Calling .build() without an id, name, contract, or executor throws immediately — those four are validated at build time.

Optional metadata

MethodDefaultPurpose
.version(version: string)'0.1.0'Semver string — bump major for input/output shape changes.
.description(text)Markdown-friendly description shown in capability listings.
.state(state)'draft'Lifecycle marker — 'draft' | 'preview' | 'stable' | 'deprecated'.
.domain(domain)Domain id for grouping capabilities (e.g. 'platform', 'commerce').
.tags(tags)Free-form tags for discovery.
.timeout(ms)Hard timeout the runtime enforces around execute.
.retryable(value?)falseMarks the capability safe to retry on transient failure.
.idempotent(value?)falseMarks repeated invocations with the same input as side-effect free.

Wiring

MethodPurpose
.dependsOn(id)Declare another capability this one calls into. The runtime resolves and orders dependencies.
.configSchema(schema)Per-World configuration the customer fills in (ADR-033).

Validation

Both the input and the output go through the contract on every invocation — validation errors short-circuit the executor and surface as typed errors to the caller. Don’t re-validate the same shape inside execute; let the contract do its job.
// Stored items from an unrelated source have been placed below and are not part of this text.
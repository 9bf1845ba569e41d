use std::collections::HashMap;
use std::path::PathBuf;
use std::sync::{mpsc, Arc};
use std::thread;
use std::time::Duration;

use engine_logging::{engine_debug, engine_info, engine_warn};
use serde::{Deserialize, Serialize};
use testgen_core::{ExportRequest, LlmConfig, RunId};
use thiserror::Error;

use crate::api::{ApiError, ApiSettings, Backend, HttpBackend, Project, StatusReply};
use crate::channel::{ChannelHandlers, JobHandle};
use crate::driver::start_mock_run;
use crate::export::export_to_dir;
use crate::scheduler::{Scheduler, TokioScheduler};
use crate::stream::{start_stream_run, EventStreamSource, StreamError, StreamSettings};
use crate::EngineEvent;

/// Where run events come from.
#[derive(Debug, Clone, Copy, PartialEq, Eq, Default, Serialize, Deserialize)]
#[serde(rename_all = "snake_case")]
pub enum RunSource {
    /// Timed simulation, no backend involved.
    #[default]
    Mock,
    /// The backend's streaming endpoint.
    Stream,
}

#[derive(Debug, Clone)]
pub struct EngineSettings {
    pub api: ApiSettings,
    pub stream: StreamSettings,
    pub source: RunSource,
    pub project_id: String,
    pub output_dir: PathBuf,
}

impl Default for EngineSettings {
    fn default() -> Self {
        Self {
            api: ApiSettings::default(),
            stream: StreamSettings::default(),
            source: RunSource::Mock,
            project_id: "1".to_string(),
            output_dir: PathBuf::from("./exports"),
        }
    }
}

#[derive(Debug, Error)]
pub enum EngineError {
    #[error("failed to start async runtime: {0}")]
    Runtime(#[from] std::io::Error),
    #[error("backend client: {0}")]
    Api(#[from] ApiError),
    #[error("event stream: {0}")]
    Stream(#[from] StreamError),
}

enum EngineCommand {
    StartRun { run_id: RunId },
    CancelRun { run_id: RunId },
    LoadTestCases,
    Export { request: ExportRequest },
}

/// Owns the async runtime on a worker thread. Commands go in, [`EngineEvent`]s
/// come out; dropping the handle cancels live runs and stops the thread.
pub struct EngineHandle {
    cmd_tx: mpsc::Sender<EngineCommand>,
    event_rx: mpsc::Receiver<EngineEvent>,
}

impl EngineHandle {
    pub fn new(settings: EngineSettings) -> Result<Self, EngineError> {
        let runtime = tokio::runtime::Runtime::new()?;
        let backend: Arc<dyn Backend> = Arc::new(HttpBackend::new(settings.api.clone())?);
        let stream = match settings.source {
            RunSource::Stream => Some(Arc::new(EventStreamSource::new(StreamSettings {
                project_id: settings.project_id.clone(),
                ..settings.stream.clone()
            })?)),
            RunSource::Mock => None,
        };
        let (cmd_tx, cmd_rx) = mpsc::channel();
        let (event_tx, event_rx) = mpsc::channel();

        thread::spawn(move || {
            let worker = Worker {
                scheduler: Arc::new(TokioScheduler::new(runtime.handle().clone())),
                runtime,
                backend,
                stream,
                settings,
                event_tx,
                runs: HashMap::new(),
            };
            worker.serve(cmd_rx);
        });

        Ok(Self { cmd_tx, event_rx })
    }

    pub fn start_run(&self, run_id: RunId) {
        self.send(EngineCommand::StartRun { run_id });
    }

    pub fn cancel_run(&self, run_id: RunId) {
        self.send(EngineCommand::CancelRun { run_id });
    }

    pub fn load_test_cases(&self) {
        self.send(EngineCommand::LoadTestCases);
    }

    pub fn export(&self, request: ExportRequest) {
        self.send(EngineCommand::Export { request });
    }

    pub fn try_recv(&self) -> Option<EngineEvent> {
        self.event_rx.try_recv().ok()
    }

    /// Waits up to `timeout` for the next event.
    pub fn recv_timeout(&self, timeout: Duration) -> Option<EngineEvent> {
        self.event_rx.recv_timeout(timeout).ok()
    }

    fn send(&self, command: EngineCommand) {
        if self.cmd_tx.send(command).is_err() {
            engine_warn!("Engine thread is gone; command dropped");
        }
    }
}

struct Worker {
    runtime: tokio::runtime::Runtime,
    scheduler: Arc<dyn Scheduler>,
    backend: Arc<dyn Backend>,
    stream: Option<Arc<EventStreamSource>>,
    settings: EngineSettings,
    event_tx: mpsc::Sender<EngineEvent>,
    runs: HashMap<RunId, JobHandle>,
}

impl Worker {
    fn serve(mut self, cmd_rx: mpsc::Receiver<EngineCommand>) {
        while let Ok(command) = cmd_rx.recv() {
            self.handle(command);
        }
        for (run_id, handle) in self.runs.drain() {
            engine_debug!("Engine shutting down; cancelling run {run_id}");
            handle.cancel();
        }
    }

    fn handle(&mut self, command: EngineCommand) {
        prune_finished(&mut self.runs);
        match command {
            EngineCommand::StartRun { run_id } => {
                let handlers = Arc::new(ChannelHandlers::new(run_id, self.event_tx.clone()));
                let handle = match &self.stream {
                    Some(source) => {
                        engine_info!("Run {run_id}: streaming from backend");
                        start_stream_run(self.runtime.handle(), Arc::clone(source), handlers)
                    }
                    None => {
                        engine_info!("Run {run_id}: mock generation");
                        start_mock_run(Arc::clone(&self.scheduler), handlers)
                    }
                };
                if let Some(previous) = self.runs.insert(run_id, handle) {
                    previous.cancel();
                }
            }
            EngineCommand::CancelRun { run_id } => match self.runs.remove(&run_id) {
                Some(handle) => {
                    engine_info!("Run {run_id}: cancelled");
                    handle.cancel();
                }
                None => engine_debug!("Run {run_id}: nothing to cancel"),
            },
            EngineCommand::LoadTestCases => {
                let backend = Arc::clone(&self.backend);
                let project_id = self.settings.project_id.clone();
                let event_tx = self.event_tx.clone();
                self.runtime.spawn(async move {
                    let result = backend.list_test_cases(&project_id).await;
                    let _ = event_tx.send(EngineEvent::TestCasesLoaded(result));
                });
            }
            EngineCommand::Export { request } => {
                let output_dir = self.settings.output_dir.clone();
                let event_tx = self.event_tx.clone();
                self.runtime.spawn_blocking(move || {
                    let result = export_to_dir(&request, &output_dir, chrono::Utc::now())
                        .map_err(|err| err.to_string());
                    let _ = event_tx.send(EngineEvent::ExportFinished(result));
                });
            }
        }
    }
}

/// Drops handles of runs that already delivered their terminal event.
fn prune_finished(runs: &mut HashMap<RunId, JobHandle>) {
    runs.retain(|run_id, handle| {
        let finished = handle.is_finished();
        if finished {
            engine_debug!("Run {run_id}: finished; releasing handle");
        }
        !finished
    });
}

/// Blocking facade over [`Backend`] for one-shot calls outside the engine loop.
pub struct BackendClient {
    runtime: tokio::runtime::Runtime,
    backend: Arc<dyn Backend>,
}

impl BackendClient {
    pub fn new(settings: ApiSettings) -> Result<Self, EngineError> {
        let runtime = tokio::runtime::Builder::new_current_thread()
            .enable_all()
            .build()?;
        Ok(Self {
            runtime,
            backend: Arc::new(HttpBackend::new(settings)?),
        })
    }

    pub fn health(&self) -> Result<StatusReply, ApiError> {
        self.runtime.block_on(self.backend.health())
    }

    pub fn list_projects(&self) -> Result<Vec<Project>, ApiError> {
        self.runtime.block_on(self.backend.list_projects())
    }

    pub fn get_config(&self) -> Result<LlmConfig, ApiError> {
        self.runtime.block_on(self.backend.get_config())
    }

    pub fn test_connection(&self) -> Result<StatusReply, ApiError> {
        self.runtime.block_on(self.backend.test_connection())
    }
}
import { defineCapability } from '@pwfabric/sdk'
import { defineContract } from '@pwfabric/core'
import { z } from 'zod'
 
const QueryInput = z.object({
  collection: z.string().min(1),
  filter: z.record(z.unknown()).optional(),
  limit: z.number().int().min(1).max(100).default(20),
})
 
const QueryOutput = z.object({
  rows: z.array(z.record(z.unknown())),
  totalCount: z.number().int().nonnegative(),
})
 
export const QueryCapability = defineCapability()
  .id('app/query')
  .version('1.0.0')
  .name('Collection query')
  .contract(defineContract({ input: QueryInput, output: QueryOutput }))
  .execute(async (input, ctx) => {
    return ctx.services.collections.query(input)
  })
  .build()

Dependencies

Declare every capability you call into. The runtime resolves the dependency graph and rejects circular references:

defineCapability()
  .id('app/checkout')
  .name('Checkout flow')
  .dependsOn('platform/persistence')
  .dependsOn('platform/input')
  .dependsOn('app/payments')
  .contract(/* ... */)
  .execute(/* ... */)
  .build()

Per-World configuration

Capabilities that need customer-supplied config (API keys, feature flags, defaults) declare a configSchema:

import { defineCapability } from '@pwfabric/sdk'
import { defineConfigSchema } from '@pwfabric/core'
 
defineCapability()
  .id('integrations/stripe')
  .name('Stripe')
  .configSchema(
    defineConfigSchema()
      .field('publishableKey', (f) => f.string().required().label('Publishable key'))
      .field('webhookSecret', (f) => f.string().required().label('Webhook secret'))
      .field('currency', (f) => f.string().default('USD').label('Currency'))
      .build(),
  )
  .contract(/* ... */)
  .execute(async (input, ctx) => {
    // World-supplied config is resolved through the kernel — see the
    // capabilities concept page for the full resolution model.
  })
  .build()

Publishing the capability

Capabilities ship inside a pwpack alongside blocks and starters. Drop your defineCapability(...) modules into the pack’s capabilities/ folder, then pwfabric pwpack publish delivers the bundle. After the World installs the pack, the kernel registers the capability on first use (5-minute LRU cache).